Saved data entries:
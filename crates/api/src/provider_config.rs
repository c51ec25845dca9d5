//! Mounted provider configuration (config.yaml).
//!
//! The LLM and embedder provider tables live in a YAML document mounted into
//! the container. The document is re-read and re-expanded on every call so a
//! changed environment variable shows up on the next request without a
//! restart; there is deliberately no caching layer here.

use std::path::Path;
use std::sync::OnceLock;

use regex::Regex;
use serde_yaml::Value;

#[derive(Debug, thiserror::Error)]
pub enum ConfigFileError {
    #[error("Failed to read config file: {0}")]
    Io(#[from] std::io::Error),
    #[error("Failed to parse config file: {0}")]
    Yaml(#[from] serde_yaml::Error),
}

/// Read and parse the mounted config document
pub fn read_config(path: &Path) -> Result<Value, ConfigFileError> {
    let raw = std::fs::read_to_string(path)?;
    Ok(serde_yaml::from_str(&raw)?)
}

#[allow(clippy::expect_used)] // pattern is a compile-time constant
fn placeholder_pattern() -> &'static Regex {
    static PATTERN: OnceLock<Regex> = OnceLock::new();
    PATTERN
        .get_or_init(|| Regex::new(r"\$\{([^}:]+)(?::([^}]*))?\}").expect("invalid pattern"))
}

/// Expand `${VAR}` and `${VAR:default}` placeholders against the process
/// environment. Unset variables without a default expand to the empty string.
pub fn expand_env_vars(value: &str) -> String {
    placeholder_pattern()
        .replace_all(value, |caps: &regex::Captures| {
            let name = &caps[1];
            let default = caps.get(2).map(|m| m.as_str()).unwrap_or("");
            std::env::var(name).unwrap_or_else(|_| default.to_string())
        })
        .into_owned()
}

/// Expanded credentials for the active provider of one section
#[derive(Debug, Clone, Default, PartialEq, Eq)]
pub struct ProviderCredentials {
    pub provider: String,
    pub model: String,
    pub api_url: String,
    pub api_key: String,
    pub dimensions: Option<u32>,
}

fn str_field(value: Option<&Value>) -> String {
    value.and_then(Value::as_str).unwrap_or("").to_string()
}

fn section_credentials(config: &Value, section: &str) -> ProviderCredentials {
    let section = config.get(section);

    let provider = section
        .and_then(|s| s.get("provider"))
        .and_then(Value::as_str)
        .unwrap_or("openai")
        .to_string();

    let model = expand_env_vars(&str_field(section.and_then(|s| s.get("model"))));

    let provider_config = section
        .and_then(|s| s.get("providers"))
        .and_then(|p| p.get(provider.as_str()));

    let api_url = expand_env_vars(&str_field(provider_config.and_then(|p| p.get("api_url"))));
    let api_key = expand_env_vars(&str_field(provider_config.and_then(|p| p.get("api_key"))));

    // dimensions may live on the provider entry or the section itself
    let dimensions = provider_config
        .and_then(|p| p.get("dimensions"))
        .or_else(|| section.and_then(|s| s.get("dimensions")))
        .and_then(Value::as_u64)
        .map(|d| d as u32);

    ProviderCredentials {
        provider,
        model,
        api_url,
        api_key,
        dimensions,
    }
}

/// Extract and expand the active LLM provider configuration
pub fn llm_credentials(config: &Value) -> ProviderCredentials {
    section_credentials(config, "llm")
}

/// Extract and expand the active embedder provider configuration.
/// Dimensions default to 768 when not configured.
pub fn embedder_credentials(config: &Value) -> ProviderCredentials {
    let mut creds = section_credentials(config, "embedder");
    creds.dimensions = creds.dimensions.or(Some(768));
    creds
}

/// Mask literal api_key values in the provider tables.
///
/// Unexpanded `${...}` template references pass through unmasked so the UI
/// can show which environment variable is wired in.
pub fn mask_config(config: &mut Value) {
    for section in ["llm", "embedder"] {
        let providers = config
            .get_mut(section)
            .and_then(|s| s.get_mut("providers"))
            .and_then(Value::as_mapping_mut);

        let Some(providers) = providers else {
            continue;
        };

        for provider in providers.values_mut() {
            let is_template = provider
                .get("api_key")
                .and_then(Value::as_str)
                .is_some_and(|key| key.starts_with("${"));

            if let Some(mapping) = provider.as_mapping_mut() {
                let key = Value::String("api_key".to_string());
                if mapping.contains_key(&key) && !is_template {
                    mapping.insert(key, Value::String("***".to_string()));
                }
            }
        }
    }
}

#[cfg(test)]
#[allow(clippy::unwrap_used)]
mod tests {
    use super::*;
    use serial_test::serial;

    const SAMPLE: &str = r#"
llm:
  provider: ollama
  model: "${LLM_MODEL:llama3}"
  providers:
    ollama:
      api_url: "${OLLAMA_URL:http://ollama:11434/v1}"
      api_key: ""
    openai:
      api_url: https://api.openai.com/v1
      api_key: sk-live-secret
embedder:
  provider: openai
  model: text-embedding-3-small
  providers:
    openai:
      api_url: https://api.openai.com/v1
      api_key: "${OPENAI_API_KEY}"
      dimensions: 1536
"#;

    fn sample() -> Value {
        serde_yaml::from_str(SAMPLE).unwrap()
    }

    #[test]
    #[serial]
    fn test_expand_with_default() {
        std::env::remove_var("HOST");
        assert_eq!(expand_env_vars("${HOST:localhost}"), "localhost");

        std::env::set_var("HOST", "db");
        assert_eq!(expand_env_vars("${HOST:localhost}"), "db");
        std::env::remove_var("HOST");
    }

    #[test]
    #[serial]
    fn test_expand_unset_without_default() {
        std::env::remove_var("MISSING_VAR");
        assert_eq!(expand_env_vars("prefix-${MISSING_VAR}-suffix"), "prefix--suffix");
    }

    #[test]
    #[serial]
    fn test_expand_leaves_plain_strings_alone() {
        assert_eq!(expand_env_vars("http://ollama:11434"), "http://ollama:11434");
    }

    #[test]
    #[serial]
    fn test_llm_credentials() {
        std::env::remove_var("LLM_MODEL");
        std::env::remove_var("OLLAMA_URL");

        let creds = llm_credentials(&sample());
        assert_eq!(creds.provider, "ollama");
        assert_eq!(creds.model, "llama3");
        assert_eq!(creds.api_url, "http://ollama:11434/v1");
        assert_eq!(creds.api_key, "");
    }

    #[test]
    #[serial]
    fn test_embedder_credentials_dimensions() {
        std::env::remove_var("OPENAI_API_KEY");

        let creds = embedder_credentials(&sample());
        assert_eq!(creds.provider, "openai");
        assert_eq!(creds.model, "text-embedding-3-small");
        assert_eq!(creds.dimensions, Some(1536));
    }

    #[test]
    fn test_embedder_dimensions_default() {
        let config: Value = serde_yaml::from_str("embedder:\n  provider: openai\n").unwrap();
        let creds = embedder_credentials(&config);
        assert_eq!(creds.dimensions, Some(768));
    }

    #[test]
    fn test_missing_sections_yield_defaults() {
        let creds = llm_credentials(&Value::Null);
        assert_eq!(creds.provider, "openai");
        assert_eq!(creds.api_url, "");
        assert_eq!(creds.model, "");
    }

    #[test]
    fn test_mask_literal_keys_only() {
        let mut config = sample();
        mask_config(&mut config);

        // Literal key is masked
        let openai_llm_key = config["llm"]["providers"]["openai"]["api_key"]
            .as_str()
            .unwrap();
        assert_eq!(openai_llm_key, "***");

        // Empty literal is masked too (not a template)
        let ollama_key = config["llm"]["providers"]["ollama"]["api_key"]
            .as_str()
            .unwrap();
        assert_eq!(ollama_key, "***");

        // Unexpanded template reference passes through
        let embedder_key = config["embedder"]["providers"]["openai"]["api_key"]
            .as_str()
            .unwrap();
        assert_eq!(embedder_key, "${OPENAI_API_KEY}");
    }
}
//! Wire types for the MCP server HTTP API

use serde::{Deserialize, Serialize};

/// One structured field of an entity type
#[derive(Debug, Clone, Serialize, Deserialize)]
pub struct EntityTypeField {
    pub name: String,
    /// Field type: str, int, float, bool
    #[serde(rename = "type", default = "default_field_type")]
    pub field_type: String,
    #[serde(default)]
    pub required: bool,
    /// Field description for LLM extraction
    #[serde(default)]
    pub description: String,
}

fn default_field_type() -> String {
    "str".to_string()
}

/// Entity-type schema record, persisted by the MCP server
#[derive(Debug, Clone, Serialize, Deserialize)]
pub struct EntityType {
    /// PascalCase name
    pub name: String,
    /// Description for LLM extraction
    #[serde(default)]
    pub description: String,
    #[serde(default)]
    pub fields: Vec<EntityTypeField>,
    /// Provenance: config or api
    #[serde(default, skip_serializing_if = "Option::is_none")]
    pub source: Option<String>,
    #[serde(default, skip_serializing_if = "Option::is_none")]
    pub created_at: Option<String>,
    #[serde(default, skip_serializing_if = "Option::is_none")]
    pub modified_at: Option<String>,
}

/// Create payload forwarded to the MCP server
#[derive(Debug, Clone, Serialize)]
pub struct CreateEntityType {
    pub name: String,
    pub description: String,
    pub fields: Vec<EntityTypeField>,
}

/// Update payload; omitted fields are left unchanged remotely
#[derive(Debug, Clone, Default, Serialize)]
pub struct UpdateEntityType {
    #[serde(skip_serializing_if = "Option::is_none")]
    pub description: Option<String>,
    #[serde(skip_serializing_if = "Option::is_none")]
    pub fields: Option<Vec<EntityTypeField>>,
}

/// Listing envelope returned by GET /entity-types
#[derive(Debug, Deserialize)]
pub(crate) struct EntityTypeListing {
    #[serde(default)]
    pub entity_types: Vec<EntityType>,
}

/// Result of POST /entity-types/reset
#[derive(Debug, Clone, Serialize, Deserialize)]
pub struct ResetOutcome {
    #[serde(default)]
    pub count: i64,
}

/// Reply from the MCP server health endpoint
#[derive(Debug, Deserialize)]
pub struct HealthReply {
    #[serde(default)]
    pub healthy: bool,
}

/// Graph-wide counters
#[derive(Debug, Clone, Copy, Default, Serialize, Deserialize)]
pub struct GraphStats {
    #[serde(default)]
    pub episodes: i64,
    #[serde(default)]
    pub nodes: i64,
    #[serde(default)]
    pub edges: i64,
}

/// Envelope for GET /graph/stats
#[derive(Debug, Clone, Deserialize)]
pub struct GraphStatsEnvelope {
    #[serde(default)]
    pub success: bool,
    #[serde(default)]
    pub stats: GraphStats,
    #[serde(default)]
    pub error: Option<String>,
}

What is being asked >>
Beginning at the line above that contains "fn str_field(value: Option<&Value>)", return each line exactly through the line that contains "let provider_config = section", and no others.

Exercise output >>
fn str_field(value: Option<&Value>) -> String {
    value.and_then(Value::as_str).unwrap_or("").to_string()
}

fn section_credentials(config: &Value, section: &str) -> ProviderCredentials {
    let section = config.get(section);

    let provider = section
        .and_then(|s| s.get("provider"))
        .and_then(Value::as_str)
        .unwrap_or("openai")
        .to_string();

    let model = expand_env_vars(&str_field(section.and_then(|s| s.get("model"))));

    let provider_config = section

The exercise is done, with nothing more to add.